The term sheet runs about three and a third single-spaced pages. The fully detailed, final lease agreement will total out at around one hundred pages. At the November 22nd meeting, Director McColley seemed intent on picking through the new term sheet to the extreme with question after question, often punctuated by the phrase, “The devil's in the details.”
The rest of the board seemed content with the language of the newer term sheet. At one point, after a string of picayune queries and comments by McColley, Director Redding quietly stated, “It's a standard contract.”
McColley's rambling comments about particular parts of the agreement often terminated with her bemoaning that she, personally, feared some horrendously negative outcome for the hospital, its clientele, or the healthcare district's voters and taxpayers. After the fourth or fifth such doom and gloom, look at me wringing my hands, Board President used her voice to gavel an end to it by saying something akin to, 'We all have concerns.'
McColley's incessant questioning gave the appearance that she either hadn't read the new term sheet carefully or that she was incapable of understanding it. Neither is a good look for a director of a healthcare district.
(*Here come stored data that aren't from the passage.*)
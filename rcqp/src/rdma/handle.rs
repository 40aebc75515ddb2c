//! The hardware side of a queue pair.
//!
//! [`QpHandle`] is the seam between the host-side state machine in
//! [`QueuePair`](crate::QueuePair) and whatever executes its requests.
//! [`IbvQp`] implements it over a raw `ibv_qp` using `ibverbs-sys`.

use super::context::ProtectionDomain;
use super::cq::CompletionQueue;
use crate::error::{QpError, Result};
use crate::transition::Transition;
use crate::wr::{ReceiveDescriptor, SendDescriptor};
use ibverbs_sys::ibv_qp_type;
use std::os::raw::c_int;
use std::ptr;
use std::sync::Arc;

/// Driver error code returned by a rejected verb.
pub type Errno = i32;

/// Operations a queue pair issues against hardware.
///
/// Every method maps to exactly one verb. Implementations report rejection
/// through the raw errno and never retry.
pub trait QpHandle: Send {
    /// Queue pair number assigned by the device.
    fn qp_num(&self) -> u32;

    /// Largest inline payload the device granted, in bytes.
    fn max_inline_data(&self) -> u32;

    /// Apply one handshake step atomically (`ibv_modify_qp`).
    fn modify(&mut self, transition: &Transition) -> std::result::Result<(), Errno>;

    /// Enqueue one send-queue descriptor (`ibv_post_send`).
    fn post_send(&mut self, wr: &SendDescriptor) -> std::result::Result<(), Errno>;

    /// Enqueue one receive-queue descriptor (`ibv_post_recv`).
    fn post_recv(&mut self, wr: &ReceiveDescriptor) -> std::result::Result<(), Errno>;

    /// Release the hardware queue pair. Called at most once after success.
    fn destroy(&mut self) -> std::result::Result<(), Errno>;
}

/// Creation-time sizing for an [`IbvQp`].
#[derive(Debug, Clone, Copy)]
pub struct QpCapabilities {
    pub max_send_wr: u32,
    pub max_recv_wr: u32,
    pub max_inline_data: u32,
}

/// A reliable-connected `ibv_qp`.
///
/// Exclusively owns the queue pair. The protection domain and completion queue
/// are kept alive through `Arc`s and are never destroyed from here.
pub struct IbvQp {
    qp: *mut ibverbs_sys::ibv_qp,
    max_inline_data: u32,
    _cq: Arc<CompletionQueue>,
    _pd: Arc<ProtectionDomain>,
}

unsafe impl Send for IbvQp {}

impl IbvQp {
    /// Create an RC queue pair in RESET, with both queues reporting to `cq`.
    pub fn create(
        pd: &Arc<ProtectionDomain>,
        cq: &Arc<CompletionQueue>,
        caps: QpCapabilities,
    ) -> Result<Self> {
        if caps.max_send_wr == 0 || caps.max_recv_wr == 0 {
            return Err(QpError::invalid("queue pair needs room for at least one request"));
        }
        let mut init_attr: ibverbs_sys::ibv_qp_init_attr = unsafe { std::mem::zeroed() };
        init_attr.qp_type = ibv_qp_type::IBV_QPT_RC;
        init_attr.send_cq = cq.as_ptr();
        init_attr.recv_cq = cq.as_ptr();
        init_attr.cap.max_send_wr = caps.max_send_wr;
        init_attr.cap.max_recv_wr = caps.max_recv_wr;
        init_attr.cap.max_send_sge = 1;
        init_attr.cap.max_recv_sge = 1;
        init_attr.cap.max_inline_data = caps.max_inline_data;
        // Every send completes visibly, so inline sends cannot silently
        // fill up the send queue.
        init_attr.sq_sig_all = 1;

        let qp = unsafe { ibverbs_sys::ibv_create_qp(pd.pd, &mut init_attr) };
        if qp.is_null() {
            return Err(QpError::creation("queue pair"));
        }
        // The provider writes the capacities it actually granted back into
        // `init_attr.cap`.
        let max_inline_data = init_attr.cap.max_inline_data;
        if max_inline_data < caps.max_inline_data {
            tracing::debug!(
                requested = caps.max_inline_data,
                granted = max_inline_data,
                "device reduced inline capacity"
            );
        }
        Ok(Self {
            qp,
            max_inline_data,
            _cq: Arc::clone(cq),
            _pd: Arc::clone(pd),
        })
    }
}

impl QpHandle for IbvQp {
    fn qp_num(&self) -> u32 {
        if self.qp.is_null() {
            return 0;
        }
        unsafe { (*self.qp).qp_num }
    }

    fn max_inline_data(&self) -> u32 {
        self.max_inline_data
    }

    fn modify(&mut self, transition: &Transition) -> std::result::Result<(), Errno> {
        if self.qp.is_null() {
            return Err(EBADF);
        }
        let (mut attr, mask) = transition.to_raw();
        let rc = unsafe { ibverbs_sys::ibv_modify_qp(self.qp, &mut attr, mask.0 as c_int) };
        if rc != 0 { Err(rc) } else { Ok(()) }
    }

    fn post_send(&mut self, wr: &SendDescriptor) -> std::result::Result<(), Errno> {
        if self.qp.is_null() {
            return Err(EBADF);
        }
        wr.with_raw(|raw| unsafe {
            let mut bad_wr: *mut ibverbs_sys::ibv_send_wr = ptr::null_mut();
            let ctx = (*self.qp).context;
            let ops = &mut (*ctx).ops;
            let Some(post_send) = ops.post_send.as_mut() else {
                return Err(ENOSYS);
            };
            let rc = post_send(self.qp, raw as *mut _, &mut bad_wr as *mut _);
            if rc != 0 { Err(rc) } else { Ok(()) }
        })
    }

    fn post_recv(&mut self, wr: &ReceiveDescriptor) -> std::result::Result<(), Errno> {
        if self.qp.is_null() {
            return Err(EBADF);
        }
        wr.with_raw(|raw| unsafe {
            let mut bad_wr: *mut ibverbs_sys::ibv_recv_wr = ptr::null_mut();
            let ctx = (*self.qp).context;
            let ops = &mut (*ctx).ops;
            let Some(post_recv) = ops.post_recv.as_mut() else {
                return Err(ENOSYS);
            };
            let rc = post_recv(self.qp, raw as *mut _, &mut bad_wr as *mut _);
            if rc != 0 { Err(rc) } else { Ok(()) }
        })
    }

    fn destroy(&mut self) -> std::result::Result<(), Errno> {
        if self.qp.is_null() {
            return Ok(());
        }
        let rc = unsafe { ibverbs_sys::ibv_destroy_qp(self.qp) };
        if rc != 0 {
            return Err(rc);
        }
        self.qp = ptr::null_mut();
        Ok(())
    }
}

impl Drop for IbvQp {
    fn drop(&mut self) {
        if let Err(errno) = self.destroy() {
            tracing::warn!(errno, "ibv_destroy_qp failed while dropping queue pair");
        }
    }
}

/// Reported when the queue pair has already been destroyed.
const EBADF: Errno = 9;

/// Reported when the provider did not install a posting op.
const ENOSYS: Errno = 38;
Fairly late in the meeting, Director Jessica Grinberg and interim Chief Executive Officer (CEO) Wayne Allen engaged in a series of more cogent questions, comments, and answers. From these relatively brief exchanges the audience learned that in October the coast hospital came up a million dollars short in revenue compared to the same month a year ago. Allen also used the term “Zone of bankruptcy,” to describe where the hospital's finances are currently. Grinberg's questions and remarks clearly led Allen and anyone paying attention to the conclusion that MCHD is perhaps only a month or two away from being a total economic shipwreck, and that AH affiliation represents the only salvage ship left on the sea.
After the 4-1 vote to approve the affiliation resolution, Grinberg accurately noted that much is now in the hands of the community, meaning not just casting your ballot in March but that the public need not simply sit back and helplessly hope that AH straightens the financial picture. The local district can still be a solution provider in many areas of healthcare, including the topic that, continually, elicits the most wails of distress, the labor and delivery department (OB). As stated in these pages before, forward thinking approaches have already come to light in MCHD's Planning Committee. With no video coverage of most hospital meetings recently, a seat at the Planning meetings should be the go-to ticket of each month.